Secondly, he didn’t make eye contact when I walked in because he was reading notes and didn’t look up. Now, I’m actually fairly “typically autistic” in finding eye contact intense, painful and violating (as if someone’s trying to touch you in a ‘private’ place), and I have all the usual strategies for looking at foreheads, interesting jewellery, noses – anything to make it look like I’m ‘doing’ eye contact while I’m not. But the thing is, when you’ve been told so many times, for as long as you’ve been able to understand, to “look at me when I’m talking to you”, it becomes an important rule – you EXPECT eye contact, even though you hate it, so when it doesn’t happen, it spoils the script and you don’t know what’s supposed to come next.

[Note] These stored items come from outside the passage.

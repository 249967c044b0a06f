//! Document kinds and the precedence-ordered rule classifier.
//!
//! Rules are compiled once at startup. Classification walks the table in
//! descending precedence and the first rule with a positive match and no
//! negative match wins; notification senders short-circuit everything.

use regex::Regex;
use serde::{Deserialize, Serialize};
use strum::{Display, EnumIter, EnumString, IntoEnumIterator};

use crate::config::RuleOverride;

#[derive(
    Debug,
    Clone,
    Copy,
    PartialEq,
    Eq,
    Hash,
    Serialize,
    Deserialize,
    Display,
    EnumString,
    EnumIter,
)]
#[serde(rename_all = "snake_case")]
#[strum(serialize_all = "snake_case")]
pub enum DocumentKind {
    Invoice,
    Receipt,
    TaxDocument,
    BankStatement,
    Order,
    Contract,
    ParkingTicket,
    CarService,
    CarWash,
    GlassWork,
    Proforma,
    DeliveryNote,
    PaymentDocument,
    SystemNotification,
    Marketing,
    Correspondence,
    ItNotes,
    ProjectNotes,
    Unknown,
}

impl DocumentKind {
    pub fn is_accounting(self) -> bool {
        lib_isdoc::is_accounting_kind(&self.to_string())
    }

    /// Czech tag / document-type label on the delivery side.
    pub fn czech_label(self) -> &'static str {
        match self {
            DocumentKind::Invoice => "Faktura",
            DocumentKind::Receipt => "Účtenka",
            DocumentKind::TaxDocument => "Daňový doklad",
            DocumentKind::BankStatement => "Bankovní výpis",
            DocumentKind::Order => "Objednávka",
            DocumentKind::Contract => "Smlouva",
            DocumentKind::ParkingTicket => "Parkovné",
            DocumentKind::CarService => "Autoservis",
            DocumentKind::CarWash => "Myčka",
            DocumentKind::GlassWork => "Sklenářství",
            DocumentKind::Proforma => "Proforma",
            DocumentKind::DeliveryNote => "Dodací list",
            DocumentKind::PaymentDocument => "Platební doklad",
            DocumentKind::SystemNotification => "Systémová notifikace",
            DocumentKind::Marketing => "Marketing",
            DocumentKind::Correspondence => "Korespondence",
            DocumentKind::ItNotes => "IT poznámky",
            DocumentKind::ProjectNotes => "Projektové poznámky",
            DocumentKind::Unknown => "Ostatní",
        }
    }

    /// Kinds offered in the manual-review menu, in display order.
    pub fn selectable() -> Vec<DocumentKind> {
        DocumentKind::iter()
            .filter(|k| *k != DocumentKind::Unknown)
            .collect()
    }
}

struct KindRule {
    kind: DocumentKind,
    priority: i32,
    patterns: Vec<Regex>,
    negative: Vec<Regex>,
}

/// Built-in rule table. Precedence resolves overlaps explicitly: narrow
/// vehicle/accounting kinds outrank invoice, invoice outranks receipt, and
/// the broad correspondence/marketing kinds sit at the bottom.
fn default_rule_specs() -> Vec<(DocumentKind, i32, Vec<&'static str>, Vec<&'static str>)> {
    use DocumentKind::*;
    vec![
        (
            ParkingTicket,
            90,
            vec![r"parkovné", r"parkovací\s+lístek", r"parking\s+(ticket|fee)"],
            vec![],
        ),
        (
            CarService,
            88,
            vec![r"autoservis", r"servis\s+vozidla", r"výměna\s+oleje", r"\bstk\b"],
            vec![],
        ),
        (CarWash, 86, vec![r"myčk[ay]", r"mytí\s+voz[iu]", r"car\s*wash"], vec![]),
        (
            GlassWork,
            84,
            vec![r"autosklo", r"sklenářstv", r"výměna\s+(čelního\s+)?skla"],
            vec![],
        ),
        (
            Proforma,
            82,
            vec![r"proforma", r"zálohov[áé]\s+faktur[ay]"],
            vec![],
        ),
        (
            TaxDocument,
            80,
            vec![r"daňov[ýé]\s+přiznání", r"tax\s+return", r"kontrolní\s+hlášení"],
            vec![],
        ),
        (
            BankStatement,
            78,
            vec![r"výpis\s+z\s+účtu", r"bank\s+statement", r"kontoauszug", r"zůstatek"],
            vec![],
        ),
        (
            Invoice,
            70,
            vec![
                r"faktur[ayu]",
                r"invoice",
                r"rechnung",
                r"daňový\s+doklad",
                r"variabilní\s+symbol",
                r"celkem\s+k\s+úhradě",
                r"datum\s+splatnosti",
            ],
            vec![r"proforma", r"zálohov"],
        ),
        (
            Receipt,
            68,
            vec![r"účtenk[ay]", r"pokladní\s+doklad", r"receipt", r"paragon", r"stvrzenka"],
            vec![],
        ),
        (
            PaymentDocument,
            66,
            vec![r"potvrzení\s+o\s+platbě", r"payment\s+confirmation", r"platba\s+přijata"],
            vec![],
        ),
        (
            DeliveryNote,
            64,
            vec![r"dodací\s+list", r"delivery\s+note", r"lieferschein", r"předávací\s+protokol"],
            vec![],
        ),
        (
            Order,
            62,
            vec![r"objednávk[ayu]", r"purchase\s+order", r"bestellung", r"č\.\s*obj"],
            vec![],
        ),
        (
            Contract,
            60,
            vec![r"smlouv[ayu]", r"contract", r"vertrag", r"smluvní\s+strany"],
            vec![],
        ),
        (
            ItNotes,
            40,
            vec![r"deployment", r"pull\s+request", r"incident\s+report", r"server\s+log"],
            vec![],
        ),
        (
            ProjectNotes,
            38,
            vec![r"zápis\s+z\s+jednání", r"project\s+plan", r"milestone", r"meeting\s+notes"],
            vec![],
        ),
        (
            Marketing,
            20,
            vec![r"newsletter", r"\bsleva\b", r"discount", r"unsubscribe", r"odhlásit"],
            vec![],
        ),
        (
            Correspondence,
            10,
            vec![r"vážen[ýá]", r"dear", r"dobrý\s+den", r"s\s+pozdravem", r"regards"],
            vec![],
        ),
    ]
}

/// Sender patterns that mark automated system notifications. These take
/// precedence over every content rule and bypass all later analyzer phases.
const NOTIFICATION_SENDERS: [&str; 5] = [
    r"^noreply@",
    r"^no-reply@",
    r"^notifications?@",
    r"@loxone\.com$",
    r"@ubnt\.com$",
];

pub struct Classifier {
    rules: Vec<KindRule>,
    notification_senders: Vec<Regex>,
}

impl Classifier {
    pub fn new(overrides: &[RuleOverride]) -> Self {
        let mut rules: Vec<KindRule> = default_rule_specs()
            .into_iter()
            .map(|(kind, priority, patterns, negative)| KindRule {
                kind,
                priority,
                patterns: compile_all(&patterns),
                negative: compile_all(&negative),
            })
            .collect();

        for o in overrides {
            let Ok(kind) = o.kind.parse::<DocumentKind>() else {
                tracing::warn!("ignoring rule override for unknown kind '{}'", o.kind);
                continue;
            };
            rules.push(KindRule {
                kind,
                priority: o.priority,
                patterns: o.patterns.iter().map(|p| compile(p)).collect(),
                negative: o.negative.iter().map(|p| compile(p)).collect(),
            });
        }

        // Descending precedence; table order breaks ties.
        rules.sort_by_key(|r| std::cmp::Reverse(r.priority));

        Classifier {
            rules,
            notification_senders: NOTIFICATION_SENDERS.iter().map(|p| compile(p)).collect(),
        }
    }

    /// Classify by sender and text. Returns the kind with a confidence in
    /// [0, 1]; `Unknown` means no rule matched.
    pub fn classify(&self, sender_address: &str, text: &str) -> (DocumentKind, f32) {
        let sender = sender_address.to_lowercase();
        if self
            .notification_senders
            .iter()
            .any(|re| re.is_match(&sender))
        {
            return (DocumentKind::SystemNotification, 0.99);
        }

        let lower = text.to_lowercase();
        for rule in &self.rules {
            if rule.negative.iter().any(|re| re.is_match(&lower)) {
                continue;
            }
            let matches: usize = rule
                .patterns
                .iter()
                .map(|re| re.find_iter(&lower).count())
                .sum();
            if matches > 0 {
                let confidence = (0.3 + 0.1 * matches as f32).min(0.95);
                return (rule.kind, confidence);
            }
        }

        (DocumentKind::Unknown, 0.0)
    }
}

fn compile(pattern: &str) -> Regex {
    Regex::new(pattern).unwrap_or_else(|e| panic!("invalid kind rule pattern '{pattern}': {e}"))
}

fn compile_all(patterns: &[&str]) -> Vec<Regex> {
    patterns.iter().map(|p| compile(p)).collect()
}

#[cfg(test)]
mod tests {
    use super::*;

    fn classifier() -> Classifier {
        Classifier::new(&[])
    }

    #[test]
    fn kind_string_forms_are_snake_case() {
        assert_eq!(DocumentKind::SystemNotification.to_string(), "system_notification");
        assert_eq!("tax_document".parse::<DocumentKind>().unwrap(), DocumentKind::TaxDocument);
        assert_eq!(
            serde_json::to_string(&DocumentKind::BankStatement).unwrap(),
            "\"bank_statement\""
        );
    }

    #[test]
    fn notification_sender_wins_over_content() {
        let c = classifier();
        let (kind, confidence) =
            c.classify("noreply@loxone.com", "Statistic report faktura celkem k úhradě");
        assert_eq!(kind, DocumentKind::SystemNotification);
        assert!((confidence - 0.99).abs() < f32::EPSILON);
    }

    #[test]
    fn invoice_text_classifies_as_invoice() {
        let c = classifier();
        let (kind, confidence) = c.classify(
            "jan@abc.cz",
            "Faktura č. 2024-001, variabilní symbol 123, celkem k úhradě 1200 Kč",
        );
        assert_eq!(kind, DocumentKind::Invoice);
        assert!(confidence > 0.3);
    }

    #[test]
    fn proforma_outranks_invoice() {
        let c = classifier();
        let (kind, _) = c.classify("jan@abc.cz", "Zálohová faktura - proforma č. 55");
        assert_eq!(kind, DocumentKind::Proforma);
    }

    #[test]
    fn parking_outranks_receipt() {
        // A parking receipt matches both tables; the narrower kind wins.
        let c = classifier();
        let (kind, _) = c.classify("jan@abc.cz", "Účtenka za parkovné, zóna 2");
        assert_eq!(kind, DocumentKind::ParkingTicket);
    }

    #[test]
    fn unmatched_text_is_unknown() {
        let c = classifier();
        let (kind, confidence) = c.classify("jan@abc.cz", "xyzzy plugh 123");
        assert_eq!(kind, DocumentKind::Unknown);
        assert_eq!(confidence, 0.0);
    }

    #[test]
    fn override_rules_are_merged() {
        let overrides = vec![RuleOverride {
            kind: "invoice".to_string(),
            priority: 95,
            patterns: vec![r"vyúčtování".to_string()],
            negative: vec![],
        }];
        let c = Classifier::new(&overrides);
        let (kind, _) = c.classify("jan@abc.cz", "Vyúčtování za služby");
        assert_eq!(kind, DocumentKind::Invoice);
    }

    #[test]
    fn accounting_kinds() {
        assert!(DocumentKind::Invoice.is_accounting());
        assert!(DocumentKind::BankStatement.is_accounting());
        assert!(!DocumentKind::Marketing.is_accounting());
    }
}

So, I was feeling quite confused and stuck when he asked “How are you today?” This felt strange because it wasn’t the type of question I was expecting – something more functional would have helped, I think – “What is the issue?”. “What can I do for you today?” etc – but “How are you?” is one of those types of question that people ask for social reasons and it doesn’t usually demand an accurate answer, so I couldn’t work out conversationally how to get from that to what I needed from him. This led to what I generally think of as a “rabbit in the headlight” moment – I couldn’t work out what to say, I felt hot, sick and my pulse was racing. I didn’t have the words, so I didn’t speak. And I hate those moments, because conversation has its own rhythm, and if you miss your turn you have to account for it, which means finding more words, when words are precisely the thing you are lacking – panic leads to lack of words which leads to more panic.
A thing worth mentioning is that people had told me before the appointment (having heard about the first disaster), that it might be a good idea to make notes to take with me, to help me get my point across. And I had notes. The trouble was, that I had thirteen pages of notes from all my careful research – so much distilled information, so many hours of work, so much of my heart in it, but absolutely no idea of what was important and what wasn’t. And thirteen pages of notes are in some ways less useful than no notes in the context of a five minute G.P. consultation. What I would have needed was someone to make notes for me from all of the masses of stuff in my head – something I can do for others, funnily enough, but not for myself.
Anyway, this time, I already had funding for the assessment through the university, so the G.P. agreed to make the referral (felt like he was ‘rubber stamping’ it). To be honest, I’m sure there was more interaction, but I can’t remember it all. And I think it’s significant of itself, that what I’ve written is what has stayed with me – that’s the stuff that hurt so much it left a lasting impression.
An ‘Autism’ thing?
One thing that comes to mind, having written this, is that it’d be quite easy to frame many of my issues with interaction in terms of the social-communication ‘deficits’ that are said to be inherent in autism – rigidity, problems in planning and problem solving, literal receptive processing… I could easily adopt that script to give my experience the legitimacy of a clinical diagnosis, but I wonder how other people feel in doctor-patient interaction, and whether/how the need of the patient to access what is within the doctor’s gift, and the power imbalances in clinical relationships affect neurotypical people too.